→ **Exercise**
Read through the data, and wherever a line holds the word "thread", write that line out.

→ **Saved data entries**
────────
// =============================================================================
// mpkernel — Ticket Spinlock
// =============================================================================
//
// Mutual exclusion for short critical sections, including data that
// interrupt handlers touch.
//
// Tickets: `lock` draws the next number from `next_ticket` and spins until
// `now_serving` reaches it; release bumps `now_serving`. Cores get the lock
// in the order they asked for it.
//
// IRQ SAFETY:
//   A core holding a lock must not take an interrupt whose handler wants the
//   same lock, so interrupts are off on the holding core. The bookkeeping is
//   per core, not per guard: `push_off` nests, remembers whether interrupts
//   were on before the outermost level, and `pop_off` turns them back on
//   only when the outermost level is popped. Per-core state is what makes
//   the scheduler's lock hand-off work: a lock acquired in one stack frame
//   may be released in another (on the same core) after a context switch.
//
// OWNERSHIP CHECKS:
//   The lock records the holding core. Acquiring a lock this core already
//   holds would spin forever, so it panics instead ("acquire"); releasing a
//   lock this core does not hold panics too ("release").
//
// =============================================================================

use core::cell::UnsafeCell;
use core::ops::{Deref, DerefMut};
use core::sync::atomic::{AtomicU32, AtomicUsize, Ordering};

use crate::arch;

/// No core holds the lock.
const NO_HOLDER: usize = usize::MAX;

/// A ticket lock that keeps interrupts off on the holding core.
pub struct SpinLock<T> {
    /// The next ticket to be dispensed.
    next_ticket: AtomicU32,
    /// The ticket currently allowed in.
    now_serving: AtomicU32,
    /// Hardware id of the holding core, for `holding` and the checks above.
    holder: AtomicUsize,
    data: UnsafeCell<T>,
}

// SAFETY: the lock hands out access to `T` to one core at a time.
unsafe impl<T: Send> Send for SpinLock<T> {}
unsafe impl<T: Send> Sync for SpinLock<T> {}

impl<T> SpinLock<T> {
    pub const fn new(value: T) -> Self {
        Self {
            next_ticket: AtomicU32::new(0),
            now_serving: AtomicU32::new(0),
            holder: AtomicUsize::new(NO_HOLDER),
            data: UnsafeCell::new(value),
        }
    }

    /// Acquires the lock, disabling interrupts on the current core until
    /// the matching release.
    pub fn lock(&self) -> SpinLockGuard<'_, T> {
        push_off();
        if self.held_here() {
            panic!("acquire: lock already held by core {}", arch::this_cpu().hw_id);
        }

        let ticket = self.next_ticket.fetch_add(1, Ordering::Relaxed);
        // Acquire pairs with the Release in `release`: we see every write the
        // previous holder made.
        while self.now_serving.load(Ordering::Acquire) != ticket {
            core::hint::spin_loop();
        }

        self.holder.store(arch::this_cpu().hw_id, Ordering::Relaxed);
        SpinLockGuard { lock: self }
    }

    /// Take the lock only if nobody holds or waits for it.
    pub fn try_lock(&self) -> Option<SpinLockGuard<'_, T>> {
        push_off();
        if self.held_here() {
            panic!("acquire: lock already held by core {}", arch::this_cpu().hw_id);
        }

        let serving = self.now_serving.load(Ordering::Relaxed);
        let taken = self
            .next_ticket
            .compare_exchange(serving, serving.wrapping_add(1), Ordering::Acquire, Ordering::Relaxed)
            .is_ok();
        if taken {
            self.holder.store(arch::this_cpu().hw_id, Ordering::Relaxed);
            Some(SpinLockGuard { lock: self })
        } else {
            pop_off();
            None
        }
    }

    /// Whether the current core holds this lock.
    pub fn holding(&self) -> bool {
        push_off();
        let held = self.held_here();
        pop_off();
        held
    }

    /// Caller has interrupts off, so the core cannot change under us.
    fn held_here(&self) -> bool {
        self.is_locked() && self.holder.load(Ordering::Relaxed) == arch::this_cpu().hw_id
    }

    fn is_locked(&self) -> bool {
        self.next_ticket.load(Ordering::Relaxed) != self.now_serving.load(Ordering::Relaxed)
    }

    fn release(&self) {
        if !self.held_here() {
            panic!("release: lock not held by core {}", arch::this_cpu().hw_id);
        }
        self.holder.store(NO_HOLDER, Ordering::Relaxed);
        self.now_serving.fetch_add(1, Ordering::Release);
        pop_off();
    }

    /// Release a lock whose guard lives in another stack frame.
    ///
    /// Used exactly once per process: its first run starts in a fresh
    /// frame, while the guard for the lock it inherited from the scheduler
    /// stays behind in the scheduler loop.
    ///
    /// # Safety
    /// The current core must hold the lock, and the guard that acquired it
    /// must never be dropped as if it still owned it.
    pub unsafe fn force_unlock(&self) {
        self.release();
    }

    /// Exclusive access without locking; `&mut self` proves nobody else can
    /// observe the data.
    pub fn get_mut(&mut self) -> &mut T {
        self.data.get_mut()
    }
}

/// RAII guard for a held spinlock. Dropping it releases the lock and pops
/// one interrupt-off level on this core.
pub struct SpinLockGuard<'a, T> {
    lock: &'a SpinLock<T>,
}

impl<'a, T> SpinLockGuard<'a, T> {
    /// Release the lock and return it, so the caller can re-acquire it
    /// later (used by `sleep`).
    pub fn unlock(guard: Self) -> &'a SpinLock<T> {
        let lock = guard.lock;
        drop(guard);
        lock
    }
}

impl<T> Deref for SpinLockGuard<'_, T> {
    type Target = T;

    fn deref(&self) -> &T {
        // SAFETY: we hold the lock.
        unsafe { &*self.lock.data.get() }
    }
}

impl<T> DerefMut for SpinLockGuard<'_, T> {
    fn deref_mut(&mut self) -> &mut T {
        // SAFETY: we hold the lock.
        unsafe { &mut *self.lock.data.get() }
    }
}

impl<T> Drop for SpinLockGuard<'_, T> {
    fn drop(&mut self) {
        self.lock.release();
    }
}

// =============================================================================
// Per-core interrupt nesting
// =============================================================================

/// Disable interrupts on this core, one nesting level deeper.
pub fn push_off() {
    let was_enabled = arch::interrupts_enabled();
    arch::disable_interrupts();
    let cpu = arch::this_cpu();
    if cpu.ncli.load(Ordering::Relaxed) == 0 {
        cpu.intena.store(was_enabled, Ordering::Relaxed);
    }
    cpu.ncli.fetch_add(1, Ordering::Relaxed);
}

/// Undo one `push_off`. Interrupts come back on when the outermost level
/// is popped and they were on before it.
pub fn pop_off() {
    if arch::interrupts_enabled() {
        panic!("pop_off: interrupts enabled");
    }
    let cpu = arch::this_cpu();
    let depth = cpu.ncli.load(Ordering::Relaxed);
    if depth == 0 {
        panic!("pop_off: not pushed");
    }
    cpu.ncli.store(depth - 1, Ordering::Relaxed);
    if depth == 1 && cpu.intena.load(Ordering::Relaxed) {
        arch::enable_interrupts();
    }
}

#[cfg(test)]
mod tests {
    use super::*;
    use std::sync::Arc;
    use std::thread;
    use std::vec::Vec;

    #[test]
    fn guards_nest_interrupt_state_per_core() {
        let a = SpinLock::new(1);
        let b = SpinLock::new(2);
        arch::enable_interrupts();
        let base = arch::this_cpu().ncli.load(Ordering::Relaxed);
        let ga = a.lock();
        assert!(!arch::interrupts_enabled());
        let gb = b.lock();
        assert_eq!(arch::this_cpu().ncli.load(Ordering::Relaxed), base + 2);
        // Release out of order: interrupts stay off until the last pop.
        drop(ga);
        assert!(!arch::interrupts_enabled());
        drop(gb);
        assert_eq!(arch::interrupts_enabled(), base == 0);
        arch::disable_interrupts();
    }

    #[test]
    fn holding_tracks_the_core() {
        let lock = Arc::new(SpinLock::new(()));
        let guard = lock.lock();
        assert!(lock.holding());
        let other = Arc::clone(&lock);
        let seen = thread::spawn(move || other.holding()).join().unwrap();
        assert!(!seen, "another core must not appear to hold the lock");
        drop(guard);
        assert!(!lock.holding());
    }

    #[test]
    #[should_panic(expected = "acquire")]
    fn relocking_on_the_same_core_is_fatal() {
        let lock = SpinLock::new(0);
        let _first = lock.lock();
        let _second = lock.lock();
    }

    #[test]
    #[should_panic(expected = "release")]
    fn releasing_an_unheld_lock_is_fatal() {
        let lock = SpinLock::new(0);
        unsafe { lock.force_unlock() };
    }

    #[test]
    fn try_lock_fails_while_held_elsewhere() {
        let lock = Arc::new(SpinLock::new(0));
        let guard = lock.lock();
        let other = Arc::clone(&lock);
        assert!(thread::spawn(move || other.try_lock().is_none()).join().unwrap());
        drop(guard);
        assert!(lock.try_lock().is_some());
    }

    #[test]
    fn counter_survives_contention() {
        let lock = Arc::new(SpinLock::new(0u64));
        let workers: Vec<_> = (0..4)
            .map(|_| {
                let lock = Arc::clone(&lock);
                thread::spawn(move || {
                    for _ in 0..1000 {
                        *lock.lock() += 1;
                    }
                })
            })
            .collect();
        for w in workers {
            w.join().unwrap();
        }
        assert_eq!(*lock.lock(), 4000);
    }

    #[test]
    fn guard_unlock_hands_back_the_lock() {
        let lock = SpinLock::new(5);
        let guard = lock.lock();
        let same = SpinLockGuard::unlock(guard);
        assert!(!same.holding());
        assert_eq!(*same.lock(), 5);
    }
}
────────
→ **Result**
    use std::thread;
        let seen = thread::spawn(move || other.holding()).join().unwrap();
        assert!(thread::spawn(move || other.try_lock().is_none()).join().unwrap());
                thread::spawn(move || {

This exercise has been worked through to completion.